Data for review.
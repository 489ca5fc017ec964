//! Root application component with routing and context providers.

use leptos::prelude::*;
use leptos_meta::{Title, provide_meta_context};
use leptos_router::{
    StaticSegment,
    components::{Route, Router, Routes},
};

use crate::components::main_nav::MainNav;
use crate::pages::{
    about::AboutPage, dashboard::DashboardPage, home::HomePage, jobs::JobsPage, logout::LogoutPage,
    market_report::MarketReportPage, not_found::NotFoundPage, profile::ProfilePage, profile_edit::ProfileEditPage,
    sign_in::SignInPage, sign_up::SignUpPage,
};
use crate::routes::{guarded, paths};
use crate::state::session::SessionSignal;
use crate::util::config::AppConfig;

/// Root application component.
///
/// Provides the session signal and configuration, then sets up client-side
/// routing. Restricted routes are wrapped by `guarded` according to the
/// route table.
#[component]
pub fn App() -> impl IntoView {
    provide_meta_context();

    provide_context(AppConfig::load());
    provide_context(SessionSignal::platform());

    view! {
        <Title text="CareerDesk"/>

        <Router>
            <MainNav/>
            <main class="page">
                <Routes fallback=|| view! { <NotFoundPage/> }>
                    <Route path=StaticSegment("") view=HomePage/>
                    <Route path=StaticSegment("about") view=AboutPage/>
                    <Route path=StaticSegment("signin") view=|| guarded(paths::SIGN_IN, SignInPage)/>
                    <Route path=StaticSegment("signup") view=|| guarded(paths::SIGN_UP, SignUpPage)/>
                    <Route path=StaticSegment("profile") view=|| guarded(paths::PROFILE, ProfilePage)/>
                    <Route
                        path=(StaticSegment("profile"), StaticSegment("edit"))
                        view=|| guarded(paths::PROFILE_EDIT, ProfileEditPage)
                    />
                    <Route path=StaticSegment("jobs") view=|| guarded(paths::JOBS, JobsPage)/>
                    <Route path=StaticSegment("dashboard") view=DashboardPage/>
                    <Route path=(StaticSegment("dashboard"), StaticSegment("report")) view=MarketReportPage/>
                    <Route path=StaticSegment("logout") view=|| guarded(paths::LOGOUT, LogoutPage)/>
                </Routes>
            </main>
        </Router>
    }
}
//! Profile page for the signed-in user.
//!
//! Loads the `users/{uid}` profile document on mount and lets the user add
//! skills inline. Name and about are changed on the edit page.

use leptos::prelude::*;
use leptos_router::components::A;

use crate::net::profile::{load_profile, save_profile};
use crate::routes::paths;
use crate::state::profile_draft::ProfileDraft;
use crate::state::session::use_session;
use crate::util::config::AppConfig;

/// First letter of the email, uppercased, for the avatar badge.
pub(crate) fn avatar_initial(email: &str) -> String {
    email.chars().next().map(|c| c.to_uppercase().collect()).unwrap_or_else(|| "?".to_owned())
}

#[component]
pub fn ProfilePage() -> impl IntoView {
    let config = use_context::<AppConfig>().unwrap_or_default();
    let session = use_session();
    let user = session.signed_in_user();

    let fallback_email = user.as_ref().map(|u| u.email.clone()).unwrap_or_default();
    let user_id = user.as_ref().map(|u| u.user_id.clone()).unwrap_or_else(|| "unknown".to_owned());

    let draft = RwSignal::new(ProfileDraft::default());
    let loading = RwSignal::new(true);

    if let Some(user) = user.clone() {
        let config = config.clone();
        leptos::task::spawn_local(async move {
            match load_profile(&config, &user).await {
                Ok(profile) => draft.set(ProfileDraft::new(profile)),
                Err(e) => {
                    log::warn!("profile load failed: {e}");
                    draft.update(|d| d.error = Some(e.user_message()));
                }
            }
            loading.set(false);
        });
    } else {
        loading.set(false);
    }

    let on_add_skill = move |ev: leptos::ev::SubmitEvent| {
        ev.prevent_default();
        let Some(user) = user.clone() else {
            return;
        };
        let mut changed = false;
        draft.update(|d| changed = !d.saving && d.commit_skill_input() && d.begin_save());
        if !changed {
            return;
        }
        let config = config.clone();
        let profile = draft.with_untracked(|d| d.profile.clone());
        leptos::task::spawn_local(async move {
            let error = save_profile(&config, &user, &profile).await.err().map(|e| {
                log::warn!("skill save failed: {e}");
                e.user_message()
            });
            draft.update(|d| d.finish_save(error));
        });
    };

    let email = move || {
        let email = draft.with(|d| d.profile.email.clone());
        if email.is_empty() { fallback_email.clone() } else { email }
    };
    let avatar = {
        let email = email.clone();
        move || avatar_initial(&email())
    };
    let name = move || draft.with(|d| d.profile.name.clone());
    let about = move || draft.with(|d| d.profile.about.clone());
    let skills = move || draft.with(|d| d.profile.skills.clone());

    view! {
        <section class="profile-page">
            <div class="profile-card">
                <div class="profile-card__avatar">{avatar}</div>
                <div class="profile-card__details">
                    <h1 class="profile-card__name">{name}</h1>
                    <p class="profile-card__email">{email}</p>
                    <p class="profile-card__meta">"User ID: " {user_id}</p>
                </div>
                <div class="profile-card__actions">
                    <A href={paths::PROFILE_EDIT} {..} class="profile-card__edit">"Edit profile"</A>
                    <A href={paths::LOGOUT} {..} class="profile-card__logout">"Log out"</A>
                </div>
            </div>

            {move || draft.with(|d| d.error.clone()).map(|msg| view! { <div class="auth-alert" role="alert">{msg}</div> })}

            {move || loading.get().then(|| view! { <p class="profile-page__loading">"Loading profile..."</p> })}

            <div class="profile-section">
                <h2 class="profile-section__title">"About"</h2>
                <p class="profile-section__body">
                    {move || {
                        let about = about();
                        if about.is_empty() { "No information added yet.".to_owned() } else { about }
                    }}
                </p>
            </div>

            <div class="profile-section">
                <h2 class="profile-section__title">"Skills"</h2>
                <div class="skill-chips">
                    {move || {
                        let skills = skills();
                        if skills.is_empty() {
                            view! { <p class="profile-section__body">"No skills added yet."</p> }.into_any()
                        } else {
                            skills
                                .into_iter()
                                .map(|skill| view! { <span class="skill-chip">{skill}</span> })
                                .collect_view()
                                .into_any()
                        }
                    }}
                </div>
                <form class="skill-adder" on:submit=on_add_skill>
                    <input
                        class="skill-adder__input"
                        type="text"
                        placeholder="Add a skill"
                        prop:value=move || draft.with(|d| d.skill_input.clone())
                        on:input=move |ev| draft.update(|d| d.skill_input = event_target_value(&ev))
                    />
                    <button class="skill-adder__button" type="submit" disabled=move || draft.with(|d| d.saving)>
                        "Add"
                    </button>
                </form>
            </div>
        </section>
    }
}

Task brief. Locate the word "ProfileEditPage" in the entries, and copy every line where it is found.

Result of this task.
    market_report::MarketReportPage, not_found::NotFoundPage, profile::ProfilePage, profile_edit::ProfileEditPage,
                        view=|| guarded(paths::PROFILE_EDIT, ProfileEditPage)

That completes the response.